Hoy es Dios enternecido.

 

Gloria a ti, Mi Redentor,

gracias por todos los siglos,

recibe mi voluntad,

mis votos y mis gemidos.

 

Soy feliz por ti, por ti,

porque en ti me entiendo y miro,

soy feliz y espero verte

en el cielo prometido.  Amén, aleluya.


 


 

Cuautitlán Izcalli, 25 diciembre 2022.

 

1841 – El Dios de la Encarnación - Al eco de la liturgia y en “en román paladino” (de Berceo)

El Dios de la Encarnación

 

Llevarán en brazos a sus criaturas

y sobre las rodillas las acariciarán;

como a un niño a quien su madre consuela,

así os consolaré yo,

y en Jerusalén seréis consolados (Is 66,12-13).

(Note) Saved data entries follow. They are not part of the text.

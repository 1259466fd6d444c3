use geo::{LineString, MultiLineString, MultiPolygon};

/// Projection function: lon/lat line -> SVG coords (x,y). Points that cannot be projected are dropped.
pub(crate) type LineProjection<'a> = dyn Fn(&LineString<f64>) -> Vec<(f64, f64)> + 'a;

/// Append projected points as an SVG subpath: "M x,y L x,y ..." (closed with "Z" for rings).
pub(crate) fn points_to_path(points: &[(f64, f64)], closed: bool, out: &mut String) {
    let min_len = if closed { 3 } else { 2 };
    if points.len() < min_len { return }

    out.push_str(&format!("M{:.3},{:.3}", points[0].0, points[0].1));
    for &(x, y) in &points[1..] {
        out.push_str(&format!("L{x:.3},{y:.3}"));
    }
    if closed { out.push('Z') }
}

/// Build a compact SVG path string for a MultiPolygon (exteriors + holes).
pub(crate) fn multipolygon_to_path(shape: &MultiPolygon<f64>, project: &LineProjection<'_>) -> String {
    let mut out = String::new();

    for polygon in &shape.0 {
        points_to_path(&project(polygon.exterior()), true, &mut out);
        for interior in polygon.interiors() {
            points_to_path(&project(interior), true, &mut out);
        }
    }

    out
}

/// Build an SVG path string for a set of open lines (boundary meshes).
pub(crate) fn multilinestring_to_path(lines: &MultiLineString<f64>, project: &LineProjection<'_>) -> String {
    let mut out = String::new();
    for line in &lines.0 {
        points_to_path(&project(line), false, &mut out);
    }
    out
}
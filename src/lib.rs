#![doc = "Roll-call vote maps of US congressional districts"]
mod common;
mod error;
#[cfg(feature = "fetch")]
mod govtrack;
mod map;
mod topology;
mod votes;

#[doc(inline)]
pub use common::{write_image, State};

#[doc(inline)]
pub use error::{Error, Result};

#[cfg(feature = "fetch")]
#[doc(inline)]
pub use govtrack::{ClientConfig, GovTrackClient, DEFAULT_BASE_URL};

#[doc(inline)]
pub use map::{render, render_svg, AlbersUsa, DisplayCategory, ImageFormat, RenderOptions};

#[doc(inline)]
pub use topology::{Feature, FeatureId, Geometry, Shape, Topology};

#[doc(inline)]
pub use votes::{
    parse_action, BallotDecision, Bill, BillQuery, BillType, Chamber, District, DistrictKey, MajorAction, Party,
    ResolverConfig, RollCallRef, VoteMapping, VoteQuery, VoteRecord, VoteResolver, VoteSource, Voter, HOUSE_SIZE,
};
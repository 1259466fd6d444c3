//! Wire format of the GovTrack v2 list endpoints.

use serde::Deserialize;
use serde_json::Value;

use crate::votes::{Bill, MajorAction, Voter};

/// Every list endpoint wraps its results in `objects`.
#[derive(Debug, Deserialize)]
pub(crate) struct Page<T> {
    #[serde(default = "Vec::new")]
    pub(crate) objects: Vec<T>,
}

#[derive(Debug, Deserialize)]
pub(crate) struct BillObject {
    #[serde(default)]
    id: Option<u64>,
    #[serde(default)]
    title: Option<String>,
    /// Each action is an array: [datetime, action code, description, xml, ...].
    #[serde(default)]
    major_actions: Vec<Vec<Value>>,
}

impl From<BillObject> for Bill {
    fn from(bill: BillObject) -> Self {
        let text = |action: &[Value], i: usize| action.get(i).and_then(Value::as_str).map(str::to_string);
        Bill {
            id: bill.id,
            title: bill.title,
            major_actions: bill.major_actions.iter()
                .map(|action| MajorAction {
                    datetime: text(action, 0),
                    description: text(action, 2),
                    xml: text(action, 3),
                })
                .collect(),
        }
    }
}

#[derive(Debug, Deserialize)]
pub(crate) struct VoteObject {
    pub(crate) id: u64,
}

#[derive(Debug, Default, Deserialize)]
struct VoteOption {
    #[serde(default)]
    key: Option<String>,
    #[serde(default)]
    value: Option<String>,
}

#[derive(Debug, Default, Deserialize)]
struct Person {
    #[serde(default)]
    name: Option<String>,
}

#[derive(Debug, Default, Deserialize)]
struct PersonRole {
    #[serde(default)]
    state: Option<String>,
    #[serde(default)]
    district: Option<i64>,
    #[serde(default)]
    party: Option<String>,
}

#[derive(Debug, Deserialize)]
pub(crate) struct VoterObject {
    #[serde(default)]
    option: VoteOption,
    #[serde(default)]
    person: Option<Person>,
    #[serde(default)]
    person_role: Option<PersonRole>,
}

impl From<VoterObject> for Voter {
    fn from(voter: VoterObject) -> Self {
        let role = voter.person_role.unwrap_or_default();
        Voter {
            name: voter.person.and_then(|p| p.name),
            state: role.state,
            district: role.district.and_then(|d| u32::try_from(d).ok()),
            party: role.party,
            option: voter.option.value.or(voter.option.key).unwrap_or_default(),
        }
    }
}

#[cfg(test)]
mod tests {
    use super::*;

    #[test]
    fn bill_actions_carry_embedded_xml() {
        let json = r#"{
            "meta": { "limit": 100, "offset": 0, "total_count": 1 },
            "objects": [{
                "id": 347362,
                "title": "H.R. 5389: Leveraging Emerging Technologies Act of 2016",
                "major_actions": [
                    ["2016-06-07 00:00:00", 2, "Introduced in House", "<action datetime=\"2016-06-07\" state=\"REFERRED\"/>"],
                    ["2016-09-12 18:52:00", 19, "Passed House", "<vote datetime=\"2016-09-12T18:52:00-04:00\" roll=\"504\" how=\"roll\"/>"],
                    ["2016-09-13 00:00:00", 20]
                ]
            }]
        }"#;
        let page: Page<BillObject> = serde_json::from_str(json).unwrap();
        let bill: Bill = page.objects.into_iter().next().unwrap().into();

        assert_eq!(bill.id, Some(347362));
        assert_eq!(bill.major_actions.len(), 3);
        assert_eq!(bill.major_actions[0].description.as_deref(), Some("Introduced in House"));
        assert!(bill.major_actions[1].xml.as_deref().unwrap().starts_with("<vote"));
        assert_eq!(bill.major_actions[2].xml, None);
    }

    #[test]
    fn voter_role_maps_to_ballot() {
        let json = r#"{ "objects": [
            { "option": { "key": "+", "value": "Yea" },
              "person": { "name": "Rep. G. K. Butterfield [D-NC1]" },
              "person_role": { "state": "NC", "district": 1, "party": "Democrat" } },
            { "option": { "key": "0" },
              "person_role": { "state": "WY", "district": 0, "party": "Republican" } },
            { "option": { "key": "-", "value": "Nay" },
              "person_role": { "state": "PR", "district": null, "party": "Republican" } }
        ]}"#;
        let page: Page<VoterObject> = serde_json::from_str(json).unwrap();
        let voters: Vec<Voter> = page.objects.into_iter().map(Voter::from).collect();

        assert_eq!(voters[0].state.as_deref(), Some("NC"));
        assert_eq!(voters[0].district, Some(1));
        assert_eq!(voters[0].option, "Yea");
        assert_eq!(voters[1].option, "0");
        assert_eq!(voters[1].name, None);
        assert_eq!(voters[2].district, None);
    }

    #[test]
    fn page_of_types_without_default_decodes() {
        let votes: Page<VoteObject> = serde_json::from_str(r#"{ "objects": [{ "id": 117238 }] }"#).unwrap();
        assert_eq!(votes.objects.iter().map(|v| v.id).collect::<Vec<_>>(), [117238]);

        let bills: Page<BillObject> = serde_json::from_str(r#"{ "meta": { "total_count": 0 } }"#).unwrap();
        assert!(bills.objects.is_empty());
    }

    #[test]
    fn empty_page_has_no_objects() {
        let page: Page<VoteObject> = serde_json::from_str(r#"{ "meta": {} }"#).unwrap();
        assert!(page.objects.is_empty());
    }
}
use std::{collections::BTreeMap, fmt, fs::File, io::BufReader, path::Path};

use geo::Coord;
use serde::Deserialize;
use serde_json::{Map, Value};

use crate::{Error, Result};

/// Feature identifier as stored in the topology; numeric in the census-derived files.
#[derive(Debug, Clone, PartialEq, Eq, Deserialize)]
#[serde(untagged)]
pub enum FeatureId {
    Number(i64),
    Text(String),
}

impl FeatureId {
    /// Non-negative integer value of the id, parsing text ids like "3701".
    pub fn as_number(&self) -> Option<u64> {
        match self {
            FeatureId::Number(n) => u64::try_from(*n).ok(),
            FeatureId::Text(s) => s.trim().parse().ok(),
        }
    }
}

impl fmt::Display for FeatureId {
    fn fmt(&self, f: &mut fmt::Formatter<'_>) -> fmt::Result {
        match self {
            FeatureId::Number(n) => write!(f, "{n}"),
            FeatureId::Text(s) => f.write_str(s),
        }
    }
}

/// Arc-referencing geometry. Arc index `i < 0` means arc `!i` traversed in reverse.
#[derive(Debug, Clone, PartialEq)]
pub enum Shape {
    Null,
    GeometryCollection(Vec<Geometry>),
    Point([f64; 2]),
    MultiPoint(Vec<[f64; 2]>),
    LineString(Vec<i64>),
    MultiLineString(Vec<Vec<i64>>),
    Polygon(Vec<Vec<i64>>),
    MultiPolygon(Vec<Vec<Vec<i64>>>),
}

/// One geometry object of a topology.
#[derive(Debug, Clone, PartialEq, Deserialize)]
#[serde(try_from = "RawGeometry")]
pub struct Geometry {
    pub id: Option<FeatureId>,
    pub properties: Option<Map<String, Value>>,
    pub shape: Shape,
}

#[derive(Deserialize)]
struct RawGeometry {
    #[serde(rename = "type")]
    ty: Option<String>,
    #[serde(default)]
    id: Option<FeatureId>,
    #[serde(default)]
    properties: Option<Map<String, Value>>,
    #[serde(default)]
    arcs: Option<Value>,
    #[serde(default)]
    coordinates: Option<Value>,
    #[serde(default)]
    geometries: Option<Vec<Geometry>>,
}

impl TryFrom<RawGeometry> for Geometry {
    type Error = String;

    fn try_from(raw: RawGeometry) -> Result<Self, String> {
        fn field<T: serde::de::DeserializeOwned>(value: Option<Value>, ty: &str, name: &str) -> Result<T, String> {
            let value = value.ok_or_else(|| format!("{ty} is missing \"{name}\""))?;
            serde_json::from_value(value).map_err(|e| format!("{ty} has invalid \"{name}\": {e}"))
        }

        let shape = match raw.ty.as_deref() {
            None => Shape::Null,
            Some("GeometryCollection") => Shape::GeometryCollection(raw.geometries.unwrap_or_default()),
            Some(ty @ "Point") => Shape::Point(field(raw.coordinates, ty, "coordinates")?),
            Some(ty @ "MultiPoint") => Shape::MultiPoint(field(raw.coordinates, ty, "coordinates")?),
            Some(ty @ "LineString") => Shape::LineString(field(raw.arcs, ty, "arcs")?),
            Some(ty @ "MultiLineString") => Shape::MultiLineString(field(raw.arcs, ty, "arcs")?),
            Some(ty @ "Polygon") => Shape::Polygon(field(raw.arcs, ty, "arcs")?),
            Some(ty @ "MultiPolygon") => Shape::MultiPolygon(field(raw.arcs, ty, "arcs")?),
            Some(other) => return Err(format!("unknown geometry type {other:?}")),
        };

        Ok(Self { id: raw.id, properties: raw.properties, shape })
    }
}

impl Geometry {
    /// Visit every arc index this geometry references, in order.
    pub(crate) fn for_each_arc(&self, f: &mut impl FnMut(i64)) {
        match &self.shape {
            Shape::Null | Shape::Point(_) | Shape::MultiPoint(_) => {}
            Shape::GeometryCollection(children) => children.iter().for_each(|g| g.for_each_arc(f)),
            Shape::LineString(arcs) => arcs.iter().copied().for_each(&mut *f),
            Shape::MultiLineString(lines) | Shape::Polygon(lines) => {
                lines.iter().flatten().copied().for_each(&mut *f)
            }
            Shape::MultiPolygon(polygons) => {
                polygons.iter().flatten().flatten().copied().for_each(&mut *f)
            }
        }
    }
}

/// Quantization transform: position = quantized * scale + translate.
#[derive(Debug, Clone, Copy, PartialEq, Deserialize)]
struct Transform {
    scale: [f64; 2],
    translate: [f64; 2],
}

impl Transform {
    #[inline]
    fn apply(&self, x: f64, y: f64) -> Coord<f64> {
        Coord { x: x * self.scale[0] + self.translate[0], y: y * self.scale[1] + self.translate[1] }
    }
}

#[derive(Deserialize)]
struct RawTopology {
    #[serde(rename = "type")]
    ty: String,
    #[serde(default)]
    transform: Option<Transform>,
    #[serde(default)]
    arcs: Vec<Vec<Vec<f64>>>,
    objects: BTreeMap<String, Geometry>,
}

/// A decoded TopoJSON topology: absolute arc coordinates plus named geometry objects.
#[derive(Debug, Clone, Deserialize)]
#[serde(try_from = "RawTopology")]
pub struct Topology {
    transform: Option<Transform>,
    arcs: Vec<Vec<Coord<f64>>>,
    objects: BTreeMap<String, Geometry>,
}

impl TryFrom<RawTopology> for Topology {
    type Error = String;

    fn try_from(raw: RawTopology) -> Result<Self, String> {
        if raw.ty != "Topology" {
            return Err(format!("expected type \"Topology\", found {:?}", raw.ty));
        }

        let arcs = raw.arcs.iter().enumerate()
            .map(|(i, arc)| decode_arc(arc, raw.transform.as_ref()).map_err(|e| format!("arc {i}: {e}")))
            .collect::<Result<Vec<_>, _>>()?;

        Ok(Self { transform: raw.transform, arcs, objects: raw.objects })
    }
}

/// Delta-decode (if quantized) and transform one arc into absolute coordinates.
fn decode_arc(arc: &[Vec<f64>], transform: Option<&Transform>) -> Result<Vec<Coord<f64>>, String> {
    let (mut x, mut y) = (0.0, 0.0);
    arc.iter()
        .map(|position| {
            let (&px, &py) = match position.as_slice() {
                [px, py, ..] => (px, py),
                _ => return Err(format!("position {position:?} has fewer than two values")),
            };
            Ok(match transform {
                Some(t) => {
                    x += px;
                    y += py;
                    t.apply(x, y)
                }
                None => Coord { x: px, y: py },
            })
        })
        .collect()
}

impl Topology {
    /// Read a topology file. Any failure (missing file, bad JSON, bad arcs) is an input error.
    pub fn read(path: &Path) -> Result<Self> {
        let input_err = |reason: String| Error::Input { path: path.to_path_buf(), reason };

        let file = File::open(path).map_err(|e| input_err(e.to_string()))?;
        serde_json::from_reader(BufReader::new(file)).map_err(|e| input_err(e.to_string()))
    }

    /// Parse a topology from JSON bytes.
    pub fn from_slice(bytes: &[u8]) -> Result<Self> {
        serde_json::from_slice(bytes).map_err(|e| Error::Topology(e.to_string()))
    }

    /// Names of the geometry objects, in sorted order.
    pub fn object_names(&self) -> impl Iterator<Item = &str> {
        self.objects.keys().map(String::as_str)
    }

    /// Look up a named geometry object.
    pub fn object(&self, name: &str) -> Result<&Geometry> {
        self.objects.get(name)
            .ok_or_else(|| Error::Topology(format!("no object named {name:?}")))
    }

    #[inline] pub fn arc_count(&self) -> usize { self.arcs.len() }

    /// Decoded coordinates of arc `index` (non-negative).
    pub(crate) fn arc(&self, index: usize) -> Result<&[Coord<f64>]> {
        self.arcs.get(index)
            .map(Vec::as_slice)
            .ok_or_else(|| Error::Topology(format!("arc index {index} out of range ({} arcs)", self.arcs.len())))
    }

    /// Concatenate arcs into one line, dropping the duplicated joint coordinate.
    pub(crate) fn stitch(&self, indices: &[i64]) -> Result<Vec<Coord<f64>>> {
        let mut points: Vec<Coord<f64>> = Vec::new();
        for &index in indices {
            if !points.is_empty() { points.pop(); }
            if index < 0 {
                points.extend(self.arc(!index as usize)?.iter().rev().copied());
            } else {
                points.extend_from_slice(self.arc(index as usize)?);
            }
        }
        Ok(points)
    }

    /// Apply the quantization transform (if any) to a point position.
    pub(crate) fn point(&self, position: [f64; 2]) -> Coord<f64> {
        match &self.transform {
            Some(t) => t.apply(position[0], position[1]),
            None => Coord { x: position[0], y: position[1] },
        }
    }
}
use std::fmt;

use crate::common::State;

/// District within a state. Single-seat states and delegates sit at-large.
#[derive(Debug, Clone, Copy, PartialEq, Eq, Hash, PartialOrd, Ord)]
pub enum District {
    AtLarge,
    Seat(u32),
}

impl District {
    /// District number 0 (or none) means at-large.
    pub fn from_number(number: u32) -> Self {
        match number {
            0 => District::AtLarge,
            n => District::Seat(n),
        }
    }
}

impl fmt::Display for District {
    fn fmt(&self, f: &mut fmt::Formatter<'_>) -> fmt::Result {
        match self {
            District::AtLarge => f.write_str("atlarge"),
            District::Seat(n) => write!(f, "{n}"),
        }
    }
}

/// District code used in census files for the delegates of DC and the territories.
const DELEGATE_DISTRICT: u64 = 98;

/// Join key between district geometry and vote records: (numeric state code, district).
#[derive(Debug, Clone, Copy, PartialEq, Eq, Hash, PartialOrd, Ord)]
pub struct DistrictKey {
    pub state: u32,
    pub district: District,
}

impl DistrictKey {
    /// Decompose a geometry feature id: the trailing two digits are the district,
    /// the leading digits the state code. Remainder 0 is at-large, as is 98, the census code for
    /// a non-voting delegate. e.g. 3701 -> (37, 1), 3700 -> (37, atlarge), 1198 -> (11, atlarge).
    pub fn from_feature_id(id: u64) -> Self {
        let state = u32::try_from(id / 100).unwrap_or(u32::MAX);
        let district = match id % 100 {
            DELEGATE_DISTRICT => District::AtLarge,
            n => District::from_number(n as u32),
        };
        Self { state, district }
    }

    /// Key for a member's reported state and district; a missing district is at-large.
    pub fn from_state(state: State, district: Option<u32>) -> Self {
        Self {
            state: u32::from(state.fips()),
            district: district.map_or(District::AtLarge, District::from_number),
        }
    }

    /// Key from a postal abbreviation, or `None` if the abbreviation is unknown.
    pub fn from_abbr(abbr: &str, district: Option<u32>) -> Option<Self> {
        State::from_abbr(abbr).map(|state| Self::from_state(state, district))
    }

    /// The state's numeric code as text, e.g. "37".
    pub fn state_code(&self) -> String { self.state.to_string() }
}

impl fmt::Display for DistrictKey {
    fn fmt(&self, f: &mut fmt::Formatter<'_>) -> fmt::Result {
        write!(f, "{}-{}", self.state, self.district)
    }
}
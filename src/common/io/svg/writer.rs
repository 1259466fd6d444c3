//! SVG document writing.

use std::io::{Result, Write};

/// String-based SVG writer. The finished document is rasterized or written to disk by the caller.
pub(crate) struct SvgStringWriter {
    buffer: Vec<u8>
}

/// Implement std::io::Write so `write!` / `writeln!` work.
impl Write for SvgStringWriter {
    fn write(&mut self, buf: &[u8]) -> Result<usize> {
        self.buffer.extend_from_slice(buf);
        Ok(buf.len())
    }

    fn flush(&mut self) -> Result<()> { Ok(()) }
}

impl SvgStringWriter {
    pub(crate) fn new() -> Self {
        Self { buffer: Vec::new() }
    }

    /// Get the SVG string
    pub(crate) fn into_string(self) -> String {
        // Only `str` data is ever written.
        String::from_utf8_lossy(&self.buffer).into_owned()
    }

    /// Write the XML declaration and opening <svg> tag.
    pub(crate) fn write_header(&mut self, width: u32, height: u32) -> Result<()> {
        writeln!(self, r##"<?xml version="1.0" encoding="UTF-8" standalone="no"?>"##)?;
        writeln!(self, r##"<svg xmlns="http://www.w3.org/2000/svg" xmlns:xlink="http://www.w3.org/1999/xlink" width="{width}" height="{height}" viewBox="0 0 {width} {height}">"##)?;
        Ok(())
    }

    /// Write the <defs> block: embedded style rules plus the land outline referenced by the clip path.
    pub(crate) fn write_defs(&mut self, css: &str, land_path: &str) -> Result<()> {
        writeln!(self, "<defs>")?;
        writeln!(self, r#"<style type="text/css"><![CDATA[{css}]]></style>"#)?;
        writeln!(self, r#"<path id="land" d="{land_path}"/>"#)?;
        writeln!(self, "</defs>")?;
        Ok(())
    }

    /// Write the clip path that restricts drawing to the land outline, and the background rect.
    /// SVG element names are case-sensitive; `clipPath` must keep its capital P.
    pub(crate) fn write_land_clip(&mut self, width: u32, height: u32) -> Result<()> {
        writeln!(self, r##"<clipPath id="clip-land"><use xlink:href="#land" href="#land"/></clipPath>"##)?;
        writeln!(self, r#"<rect class="background" width="{width}" height="{height}"/>"#)?;
        Ok(())
    }

    /// Open a group clipped to the land outline.
    pub(crate) fn open_clipped_group(&mut self) -> Result<()> {
        writeln!(self, r#"<g clip-path="url(#clip-land)">"#)
    }

    pub(crate) fn close_group(&mut self) -> Result<()> {
        writeln!(self, "</g>")
    }

    /// Write a single path with a CSS class.
    pub(crate) fn write_path(&mut self, class: &str, d: &str) -> Result<()> {
        writeln!(self, r#"<path class="{class}" d="{d}"/>"#)
    }

    /// Write the closing </svg> tag.
    pub(crate) fn write_footer(&mut self) -> Result<()> {
        writeln!(self, "</svg>")
    }
}
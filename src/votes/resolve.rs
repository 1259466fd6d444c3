use futures::future::try_join_all;
use tracing::{debug, info, warn};

use crate::{Result, votes::{
    BallotDecision, Bill, BillQuery, BillType, Chamber, DistrictKey, Party, RollCallRef,
    VoteMapping, VoteQuery, VoteRecord, VoteSource, Voter, parse_action,
}};

/// Seats in the House including non-voting delegates; the voter page size.
pub const HOUSE_SIZE: u32 = 441;

/// Which bill family and chamber to resolve votes in.
#[derive(Debug, Clone, Copy, PartialEq, Eq)]
pub struct ResolverConfig {
    pub congress: u32,
    pub bill_type: BillType,
    pub chamber: Chamber,
    pub voter_limit: u32,
}

impl Default for ResolverConfig {
    fn default() -> Self {
        Self {
            congress: 114,
            bill_type: BillType::HouseBill,
            chamber: Chamber::House,
            voter_limit: HOUSE_SIZE,
        }
    }
}

/// Turns a bill number into the district-level ballots of its recorded roll calls.
pub struct VoteResolver<S> {
    source: S,
    config: ResolverConfig,
}

impl<S: VoteSource> VoteResolver<S> {
    pub fn new(source: S, config: ResolverConfig) -> Self { Self { source, config } }

    #[inline] pub fn config(&self) -> &ResolverConfig { &self.config }

    #[inline] pub fn source(&self) -> &S { &self.source }

    /// Resolve every recorded roll call on the bill into one mapping.
    ///
    /// Each roll call is fetched concurrently; the mapping is assembled only after all of them
    /// complete, in major-action order, so a later action overwrites an earlier one for the same
    /// district. Any failed bill, vote or voter lookup aborts the whole resolution.
    pub async fn resolve(&self, bill_number: u32) -> Result<VoteMapping> {
        let query = BillQuery {
            congress: self.config.congress,
            bill_type: self.config.bill_type,
            number: bill_number,
        };

        info!(congress = query.congress, bill_type = %query.bill_type, number = query.number, "looking up bill");
        let bill = self.source.find_bill(&query).await?;

        let roll_calls = roll_calls(&bill, self.config.chamber);
        info!(actions = bill.major_actions.len(), roll_calls = roll_calls.len(), "scanned major actions");

        let chains = roll_calls.iter().map(|&roll_call| self.resolve_roll_call(roll_call));
        let ballots = try_join_all(chains).await?;

        let mapping: VoteMapping = ballots.into_iter().flatten().collect();
        if mapping.is_empty() {
            warn!(number = bill_number, "no recorded roll-call ballots; every district will render without data");
        } else {
            info!(districts = mapping.len(), "resolved vote mapping");
        }
        Ok(mapping)
    }

    /// One chain: roll call -> vote id -> ballots.
    async fn resolve_roll_call(&self, roll_call: RollCallRef) -> Result<Vec<VoteRecord>> {
        let query = VoteQuery {
            congress: self.config.congress,
            chamber: self.config.chamber,
            session: roll_call.year,
            number: roll_call.roll,
        };

        debug!(session = query.session, roll = query.number, "looking up roll call");
        let vote_id = self.source.find_vote(&query).await?;
        let voters = self.source.find_vote_voters(vote_id, self.config.voter_limit).await?;
        debug!(vote_id, voters = voters.len(), "fetched ballots");

        Ok(voters.iter().filter_map(voter_record).collect())
    }
}

/// Recorded roll calls of `chamber` referenced by the bill's major actions, in action order.
/// Actions that are not votes, whose payload cannot be read, or that were taken in the other
/// chamber are skipped. A vote without a `where` attribute is taken to be in `chamber`.
pub(crate) fn roll_calls(bill: &Bill, chamber: Chamber) -> Vec<RollCallRef> {
    bill.major_actions.iter().enumerate()
        .filter_map(|(i, action)| {
            let xml = action.xml.as_deref()?;
            let roll_call = match parse_action(xml) {
                Ok(roll_call) => roll_call?,
                Err(e) => {
                    debug!(action = i, error = %e, "skipping major action");
                    return None;
                }
            };
            if roll_call.chamber.is_some_and(|c| c != chamber) {
                debug!(action = i, roll = roll_call.roll, "skipping roll call in the other chamber");
                return None;
            }
            Some(roll_call)
        })
        .collect()
}

/// Convert a ballot into a vote record; ballots without a known state are dropped.
fn voter_record(voter: &Voter) -> Option<VoteRecord> {
    let Some(key) = voter.state.as_deref().and_then(|abbr| DistrictKey::from_abbr(abbr, voter.district)) else {
        debug!(name = voter.name.as_deref().unwrap_or("?"), state = ?voter.state, "skipping ballot with unknown state");
        return None;
    };

    Some(VoteRecord {
        key,
        decision: BallotDecision::parse(&voter.option),
        party: voter.party.as_deref().map_or(Party::Other, Party::parse),
    })
}
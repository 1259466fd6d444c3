use std::time::Duration;

use reqwest::Client;
use serde::de::DeserializeOwned;
use tracing::{debug, info};

use crate::{Error, Result, govtrack::types::{BillObject, Page, VoteObject, VoterObject}};
use crate::votes::{Bill, BillQuery, VoteQuery, VoteSource, Voter};

pub const DEFAULT_BASE_URL: &str = "https://www.govtrack.us/api/v2";

/// Connection settings for the GovTrack API.
#[derive(Debug, Clone, PartialEq, Eq)]
pub struct ClientConfig {
    /// API root without a trailing slash, e.g. `https://www.govtrack.us/api/v2`.
    pub base_url: String,
    /// Per-request timeout. A timed-out request is a transport error.
    pub timeout: Duration,
    pub user_agent: String,
}

impl Default for ClientConfig {
    fn default() -> Self {
        Self {
            base_url: DEFAULT_BASE_URL.to_string(),
            timeout: Duration::from_secs(30),
            user_agent: format!("votemap/{}", env!("CARGO_PKG_VERSION")),
        }
    }
}

/// Async client for the bill, vote and vote_voter endpoints.
pub struct GovTrackClient {
    client: Client,
    base_url: String,
}

impl GovTrackClient {
    pub fn new(config: ClientConfig) -> Result<Self> {
        let client = Client::builder()
            .user_agent(config.user_agent)
            .timeout(config.timeout)
            .build()?;

        Ok(Self { client, base_url: config.base_url.trim_end_matches('/').to_string() })
    }

    #[inline] pub fn base_url(&self) -> &str { &self.base_url }

    /// GET `{base_url}/{endpoint}?{query}` and decode the JSON page.
    async fn get_page<T: DeserializeOwned>(&self, endpoint: &str, query: &[(&str, String)]) -> Result<Vec<T>> {
        let url = format!("{}/{endpoint}", self.base_url);
        debug!(url = %url, ?query, "GET");

        let resp = self.client.get(&url).query(query).send().await?;
        let status = resp.status();
        if !status.is_success() {
            let body = resp.text().await.unwrap_or_default();
            return Err(Error::Http { status: status.as_u16(), body });
        }

        let page: Page<T> = resp.json().await?;
        Ok(page.objects)
    }
}

impl VoteSource for GovTrackClient {
    async fn find_bill(&self, query: &BillQuery) -> Result<Bill> {
        let bills: Vec<BillObject> = self.get_page("bill", &[
            ("congress", query.congress.to_string()),
            ("bill_type", query.bill_type.to_string()),
            ("number", query.number.to_string()),
        ]).await?;

        let bill: Bill = bills.into_iter().next()
            .ok_or_else(|| Error::Lookup(format!(
                "no {} {} in congress {}", query.bill_type, query.number, query.congress)))?
            .into();
        info!(title = bill.title.as_deref().unwrap_or(""), "found bill");
        Ok(bill)
    }

    async fn find_vote(&self, query: &VoteQuery) -> Result<u64> {
        let votes: Vec<VoteObject> = self.get_page("vote", &[
            ("congress", query.congress.to_string()),
            ("chamber", query.chamber.to_string()),
            ("session", query.session.to_string()),
            ("number", query.number.to_string()),
        ]).await?;

        votes.first().map(|vote| vote.id)
            .ok_or_else(|| Error::Lookup(format!(
                "no {} roll call {} in session {}", query.chamber, query.number, query.session)))
    }

    async fn find_vote_voters(&self, vote_id: u64, limit: u32) -> Result<Vec<Voter>> {
        let voters: Vec<VoterObject> = self.get_page("vote_voter", &[
            ("vote", vote_id.to_string()),
            ("limit", limit.to_string()),
        ]).await?;

        Ok(voters.into_iter().map(Voter::from).collect())
    }
}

(Laudes, jueves IV sem. del Salterio)

 

El Dios de la Encarnación

es el Dios de los abrazos;

sin caricias que brindar

Dios no se habría abajado.

 

Un niño que era yo mismo

aquí lo estaba esperando,

con su carita muy triste,

con sus ojitos mirando.

 

¿Será que el Dios de los cielos

se ha cambiado en Dios humano,

pero solo para amar,

libre de todo pecado?

 

Yo navego al infinito,

caminando y caminando,

pero ese Dios sin carruaje

se ha presentado a mi lado.

 

Dios es pequeño, caricia,

como florcita del campo,

empezó siendo bebé

y fue creciendo a muchacho.

 

Dios es nuestro, Dios es mío,

que eso es ser Dios encarnado;

y su Iglesia así confiesa:

Dios es mi entrañable hermano.

 

Pero Dios es siempre Dios,

Creador y soberano,

El que rige cielo y tierra

y juzgará nuestros actos.

 

Misterio y locura juntos

en la fe que profesamos;

solo el amor es la puerta

de cuanto estamos pensando.

 

 

Dios amor, solo existente,

y otro Dios, fetiche vano,

y adorar a Dios distinto

es un ídolo de esclavos.

Venimos, pues, al Portal

con el beso en nuestros labios:

yo te beso, yo te entrego

cuanto soy y cuanto hago.

 

Y gracias solo te digo,

abriendo el pecho explayado,

tú eres mi Dios todo entero,

mi Dios de mí enamorado.

 

Y al decir mi confesión

yo me siento acariciado;

que Dios es siempre el primero

y en amor se ha adelantado.

 

Como la madre  a su niño

en sus brazos me ha tomado,

soy su precioso tesoro

que, al amarme, está gozando.

 

Misterio de Encarnación,

nunca jamás descifrado,

hoy las santas Escrituras

más humildes veneramos.

 

Encarnación, el consuelo

que consuela a los cristianos;

el profeta lo anunciaba,

nosotros lo disfrutamos.

 

Navidad, Eucaristía

de consuelo embriagados;

venid, heridos dolientes

a gozar del gran milagro.

 

Junto a la cuna mecida

resuenen ya nuestros cantos,

y lloremos de alegría

en el cielo arrebatados.

 

Es Navidad, silenciemos

los miedos y desengaños;

Dios es don y solo don,

y nadie podrá arrebatarlo.

 

Bendigamos al Bendito,

que todo regalo ha dado:

la cunita de Belén

es mi Evangelio sagrado.

 

¡Gloria, honor y alabanza

a mi Dios manifestado:

en la santa Trinidad

hoy nos hemos encontrado! Amén, aleluya

 

Cuautitlán Izcalli, viernes de la IV semana de Adviento, 23 diciembre 2022.